Site Reliability Manager/Owner

Contract
  • Contract
  • Roseland, NJ
  • Applications have closed

MaxJobsClub US Contractor

minimum of 10+ years of software engineering and/or infrastructure experience with an in-depth understanding of cloud.

Must have Azure/ AWS and VMware exp.

The System Reliability Owner will be responsible for management of company GETS Infrastructure agenda on achieving a fundamentally better reliability posture. System Reliability Owners use engineering and development mindset to determine solutions that will ultimately improve the availability, performance, and security of the external facing software products and internal applications used by ***’s clients, partners and associates.
We believe people make great companies, not the other way around. Our people make all the difference in delivering innovative HR technologies and solutions that help employees all over the world do their jobs better. The result?
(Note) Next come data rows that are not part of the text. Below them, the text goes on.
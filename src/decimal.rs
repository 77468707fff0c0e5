//! German decimal notation as typed into the calculation forms
//!
//! Amounts arrive as `"1.234,56"`, `"100,00"`, `"12.5"` or as plain JSON numbers.

use serde::{Deserialize, Serialize};

/// A numeric form value, either already a number or text in German notation
#[derive(Clone, Debug, PartialEq, Serialize, Deserialize)]
#[serde(untagged)]
pub enum DecimalInput {
    Number(f64),
    Text(String),
}

impl DecimalInput {
    /// normalized value, `None` for empty or unparsable input
    pub fn value(&self) -> Option<f64> {
        match self {
            DecimalInput::Number(n) if n.is_finite() => Some(*n),
            DecimalInput::Number(_) => None,
            DecimalInput::Text(s) => parse_german(s),
        }
    }
}

impl From<f64> for DecimalInput {
    fn from(n: f64) -> Self {
        DecimalInput::Number(n)
    }
}

impl From<&str> for DecimalInput {
    fn from(s: &str) -> Self {
        DecimalInput::Text(s.to_owned())
    }
}

/// Parse `1.234,56` style numbers
///
/// When a comma is present it is the decimal separator and dots are thousands
/// separators. Without a comma the text is read as a plain decimal, so `12.5` stays 12.5.
pub fn parse_german(text: &str) -> Option<f64> {
    let text = text.trim().replace(' ', "").replace('\u{a0}', "");
    if text.is_empty() {
        return None;
    }
    let normalized = if text.contains(',') {
        text.replace('.', "").replacen(',', ".", 1)
    } else {
        text
    };
    normalized.parse::<f64>().ok().filter(|n| n.is_finite())
}
/*
 * Copyright 2020 Actyx AG
 *
 * Licensed under the Apache License, Version 2.0 (the "License");
 * you may not use this file except in compliance with the License.
 * You may obtain a copy of the License at
 *
 *     http://www.apache.org/licenses/LICENSE-2.0
 *
 * Unless required by applicable law or agreed to in writing, software
 * distributed under the License is distributed on an "AS IS" BASIS,
 * WITHOUT WARRANTIES OR CONDITIONS OF ANY KIND, either express or implied.
 * See the License for the specific language governing permissions and
 * limitations under the License.
 */
use super::{Document, Persistence};
use anyhow::{Context, Result};
use std::{
    fs::{self, File},
    io::{BufWriter, Write},
    path::{Path, PathBuf},
};
use tracing::{debug, instrument};

/// Backend writing the document as one pretty-printed JSON file
pub struct JsonFileBackend {
    path: PathBuf,
}

impl JsonFileBackend {
    pub fn new(path: impl AsRef<Path>) -> Self {
        Self {
            path: path.as_ref().to_owned(),
        }
    }

    pub fn path(&self) -> &Path {
        &self.path
    }
}

impl Persistence for JsonFileBackend {
    fn name(&self) -> &'static str {
        "json-file"
    }

    #[instrument(skip(self), fields(path = %self.path.display()), level = "trace")]
    fn load(&mut self) -> Result<Option<Document>> {
        if !self.path.exists() {
            return Ok(None);
        }
        let raw = fs::read_to_string(&self.path)
            .with_context(|| format!("reading {}", self.path.display()))?;
        let doc = serde_json::from_str(&raw)
            .with_context(|| format!("parsing {}", self.path.display()))?;
        Ok(Some(doc))
    }

    #[instrument(skip(self, doc), fields(path = %self.path.display()), level = "trace")]
    fn save(&mut self, doc: &Document) -> Result<()> {
        if let Some(dir) = self.path.parent() {
            fs::create_dir_all(dir).with_context(|| format!("creating {}", dir.display()))?;
        }
        // written next to the target, then renamed over it
        let tmp = self.path.with_extension("json.tmp");
        {
            let file = File::create(&tmp).with_context(|| format!("creating {}", tmp.display()))?;
            let mut out = BufWriter::new(file);
            serde_json::to_writer_pretty(&mut out, doc)?;
            out.flush()?;
            out.get_ref().sync_all()?;
        }
        fs::rename(&tmp, &self.path)
            .with_context(|| format!("replacing {}", self.path.display()))?;
        debug!("document written");
        Ok(())
    }
}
We’re building the next generation of *** technologies.
Responsibilities:
•Work with Major Incident Managers during and after the incident recovery life-cycle.
•Identify key priority initiatives to significantly improve reliability, both proactively and reactively.
•Provide leadership and direction to GPT System/Site Reliability Engineers and Software Engineers to define and implement sustainable and scalable solutions.
•Publish After Action Reviews which are timely and clearly understood by technical and business personnel, and include accurate root causes and concrete follow-up items with clear owners.
•Design and implement stability and reliability best practices and proactive solutions to potential issues by collaborating with GPT partners.
•Define, track, review and report on Service Level Objectives (SLOs), Service Level Indicators (SLIs), System Availability, and the progress and outcomes related to reliability initiatives.
•Mitigate further impact and risk to company and our clients.
•Understand and explain incident situations, recovery and plans to prevent recurrence to business stakeholder and clients.
•Summarize complex technical issues into concise recaps for client associates and client leaders.
•Assume an advisory role to ensure emergency changes adhere to a defined policy.
•Develop and maintain strong and effective working relationships with various internal and external stakeholders both in and outside of company.
•Proactively identify opportunities for process improvement.
•Participate in special projects and performs other duties as assigned.
•Participates with other senior managers to establish strategic plans and objectives.
•Makes final decisions on administrative or operational matters and ensures effective achievement of objectives.
•Participates in development of methods, techniques and evaluation criteria for projects, programs, and people.
•Ensures budgets and schedules meet requirements. Acts as a lead within the team and is jointly accountable for coaching and mentoring with Manager of other team members.